§ **Work to complete**:
Among the lines below, count those that include "Lula", and state the count alone.

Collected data
+ + +

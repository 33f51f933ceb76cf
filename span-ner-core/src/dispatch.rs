//! # Despacho de Entradas (`predict`)
//!
//! Classifica o formato da entrada e roteia cada sentença para
//! [`SpanPipeline::predict_one`], preservando a estrutura de lote.
//!
//! | Entrada                                   | Interpretação                  |
//! |-------------------------------------------|--------------------------------|
//! | `"Tim Cook became CEO"`                   | uma sentença em texto bruto    |
//! | `["Tim", "Cook", "became", "CEO"]`        | uma sentença pré-tokenizada    |
//! | `["Tim Cook became CEO", "Lula venceu"]`  | lote de textos                 |
//! | `[["Tim", "Cook"], ["Lula"]]`             | lote de sentenças tokenizadas  |
//!
//! ## Ambiguidade
//! Uma lista de textos sem espaços é sempre lida como **uma** sentença
//! pré-tokenizada: `["Lula", "Recife"]` nunca é um lote de duas frases de uma
//! palavra. Para forçar o lote, envie cada item como lista de palavras
//! (`[["Lula"], ["Recife"]]`).

use rayon::prelude::*;
use serde::{Deserialize, Serialize};
use tracing::debug;

use crate::encoder::Encoder;
use crate::error::Result;
use crate::pipeline::{Entity, SpanPipeline};
use crate::tokenizer::{Sentence, SpanTokenizer};

/// Item de uma lista de entrada.
#[derive(Debug, Clone, PartialEq, Eq, Serialize, Deserialize)]
#[serde(untagged)]
pub enum InputItem {
    Text(String),
    Words(Vec<String>),
}

/// Entrada aceita por [`SpanPipeline::predict`].
#[derive(Debug, Clone, PartialEq, Eq, Serialize, Deserialize)]
#[serde(untagged)]
pub enum PredictInput {
    Text(String),
    List(Vec<InputItem>),
}

/// Resultado de [`SpanPipeline::predict`], com a mesma forma da entrada.
#[derive(Debug, Clone, PartialEq, Serialize, Deserialize)]
#[serde(untagged)]
pub enum Prediction {
    Single(Vec<Entity>),
    Batch(Vec<Vec<Entity>>),
}

impl Prediction {
    /// Total de entidades, somando todas as sentenças do lote.
    pub fn num_entities(&self) -> usize {
        match self {
            Prediction::Single(entities) => entities.len(),
            Prediction::Batch(batch) => batch.iter().map(Vec::len).sum(),
        }
    }
}

/// Forma reconhecida da entrada.
enum Routed {
    Empty,
    Single(Sentence),
    Batch(Vec<Sentence>),
}

impl PredictInput {
    fn route(&self) -> Routed {
        match self {
            PredictInput::Text(text) => Routed::Single(Sentence::Text(text.clone())),
            PredictInput::List(items) if items.is_empty() => Routed::Empty,
            PredictInput::List(items) => {
                let words: Option<Vec<String>> = items
                    .iter()
                    .map(|item| match item {
                        InputItem::Text(word) if !word.contains(' ') => Some(word.clone()),
                        _ => None,
                    })
                    .collect();
                match words {
                    Some(words) => Routed::Single(Sentence::Words(words)),
                    None => Routed::Batch(items.iter().map(InputItem::to_sentence).collect()),
                }
            }
        }
    }
}

impl InputItem {
    fn to_sentence(&self) -> Sentence {
        match self {
            InputItem::Text(text) => Sentence::Text(text.clone()),
            InputItem::Words(words) => Sentence::Words(words.clone()),
        }
    }
}

impl<T: SpanTokenizer, E: Encoder> SpanPipeline<T, E> {
    /// Reconhece entidades em qualquer formato de entrada aceito.
    pub fn predict(&self, input: &PredictInput, allow_overlapping: bool) -> Result<Prediction> {
        match input.route() {
            Routed::Empty => Ok(Prediction::Single(vec![])),
            Routed::Single(sentence) => Ok(Prediction::Single(self.predict_one(&sentence, allow_overlapping)?)),
            Routed::Batch(sentences) => {
                debug!(sentences = sentences.len(), "lote sequencial");
                let batch = sentences
                    .iter()
                    .map(|sentence| self.predict_one(sentence, allow_overlapping))
                    .collect::<Result<Vec<_>>>()?;
                Ok(Prediction::Batch(batch))
            }
        }
    }

    /// Igual a [`predict`](Self::predict), processando o lote em paralelo com Rayon.
    ///
    /// A ordem das sentenças na saída é a mesma da entrada.
    pub fn predict_par(&self, input: &PredictInput, allow_overlapping: bool) -> Result<Prediction> {
        match input.route() {
            Routed::Batch(sentences) => {
                debug!(sentences = sentences.len(), "lote paralelo");
                let batch = sentences
                    .par_iter()
                    .map(|sentence| self.predict_one(sentence, allow_overlapping))
                    .collect::<Result<Vec<_>>>()?;
                Ok(Prediction::Batch(batch))
            }
            _ => self.predict(input, allow_overlapping),
        }
    }
}

#[cfg(test)]
mod tests {
    use super::*;
    use crate::pipeline::tests::{nested_pipeline, pipeline};
    use crate::pipeline::SpanText;

    fn list(items: &[&str]) -> PredictInput {
        PredictInput::List(items.iter().map(|s| InputItem::Text(s.to_string())).collect())
    }

    fn words(items: &[&str]) -> InputItem {
        InputItem::Words(items.iter().map(|s| s.to_string()).collect())
    }

    #[test]
    fn test_raw_text_is_single_sentence() {
        let pipeline = pipeline(32);
        let input = PredictInput::Text("Tim Cook became CEO".into());
        match pipeline.predict(&input, false).unwrap() {
            Prediction::Single(entities) => {
                assert_eq!(entities.len(), 1);
                assert_eq!(entities[0].span, SpanText::Text("Tim Cook".into()));
            }
            other => panic!("esperado Single, veio {other:?}"),
        }
    }

    #[test]
    fn test_word_list_is_pretokenized_sentence() {
        let pipeline = pipeline(32);
        match pipeline.predict(&list(&["Tim", "Cook"]), false).unwrap() {
            Prediction::Single(entities) => {
                assert_eq!(entities.len(), 1);
                assert_eq!(entities[0].span, SpanText::Words(vec!["Tim".into(), "Cook".into()]));
            }
            other => panic!("esperado Single, veio {other:?}"),
        }
    }

    #[test]
    fn test_texts_with_spaces_are_batch() {
        let pipeline = pipeline(32);
        let prediction = pipeline.predict(&list(&["Tim Cook", "is CEO"]), false).unwrap();
        match prediction {
            Prediction::Batch(batch) => {
                // o classificador de teste marca as duas primeiras palavras de cada sentença
                assert_eq!(batch.len(), 2);
                assert_eq!(batch[0][0].span, SpanText::Text("Tim Cook".into()));
                assert_eq!(batch[1][0].span, SpanText::Text("is CEO".into()));
            }
            other => panic!("esperado Batch, veio {other:?}"),
        }
    }

    #[test]
    fn test_one_spaced_item_turns_list_into_batch() {
        // "Cook" sozinho vira uma sentença de uma palavra
        let pipeline = pipeline(32);
        let prediction = pipeline.predict(&list(&["Tim Cook", "Cook"]), false).unwrap();
        assert!(matches!(prediction, Prediction::Batch(ref b) if b.len() == 2));
    }

    #[test]
    fn test_list_of_word_lists_is_batch() {
        let pipeline = pipeline(32);
        let input = PredictInput::List(vec![words(&["Tim", "Cook"]), words(&["Oi"])]);
        match pipeline.predict(&input, false).unwrap() {
            Prediction::Batch(batch) => {
                assert_eq!(batch[0][0].span, SpanText::Words(vec!["Tim".into(), "Cook".into()]));
                assert!(batch[1].is_empty());
            }
            other => panic!("esperado Batch, veio {other:?}"),
        }
    }

    fn word_ranges(entities: &[Entity]) -> Vec<(usize, usize)> {
        entities.iter().map(|e| (e.word_start_index, e.word_end_index)).collect()
    }

    #[test]
    fn test_batch_forwards_allow_overlapping() {
        let pipeline = nested_pipeline();
        let input = list(&["Tim Cook", "Tim Cook"]);

        for prediction in [pipeline.predict(&input, true).unwrap(), pipeline.predict_par(&input, true).unwrap()] {
            let Prediction::Batch(batch) = prediction else {
                panic!("esperado Batch");
            };
            assert_eq!(batch.len(), 2);
            for entities in &batch {
                assert_eq!(word_ranges(entities), vec![(0, 2), (1, 2)]);
            }
        }

        let Prediction::Batch(batch) = pipeline.predict(&input, false).unwrap() else {
            panic!("esperado Batch");
        };
        for entities in &batch {
            assert_eq!(word_ranges(entities), vec![(0, 2)]);
        }
    }

    #[test]
    fn test_empty_input() {
        let pipeline = pipeline(8);
        let prediction = pipeline.predict(&PredictInput::List(vec![]), false).unwrap();
        assert_eq!(prediction, Prediction::Single(vec![]));
        assert_eq!(prediction.num_entities(), 0);
    }

    #[test]
    fn test_parallel_batch_preserves_order() {
        let pipeline = pipeline(4);
        let input = list(&["Oi tudo bem", "Tim Cook now leads Apple", "Tim Cook became CEO", "bom dia"]);
        let sequential = pipeline.predict(&input, false).unwrap();
        let parallel = pipeline.predict_par(&input, false).unwrap();
        assert_eq!(sequential, parallel);
        assert_eq!(parallel.num_entities(), 5);
    }

    #[test]
    fn test_deserializes_untagged_json() {
        let input: PredictInput = serde_json::from_str(r#""Tim Cook""#).unwrap();
        assert_eq!(input, PredictInput::Text("Tim Cook".into()));

        let input: PredictInput = serde_json::from_str(r#"["Tim", "Cook"]"#).unwrap();
        assert_eq!(input, list(&["Tim", "Cook"]));

        let input: PredictInput = serde_json::from_str(r#"[["Tim", "Cook"], "Oi"]"#).unwrap();
        assert_eq!(
            input,
            PredictInput::List(vec![words(&["Tim", "Cook"]), InputItem::Text("Oi".into())])
        );
    }

    #[test]
    fn test_prediction_serializes_as_plain_lists() {
        let json = serde_json::to_value(Prediction::Batch(vec![vec![], vec![]])).unwrap();
        assert_eq!(json, serde_json::json!([[], []]));
    }
}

+ + +

§ **Solution for this task**:
4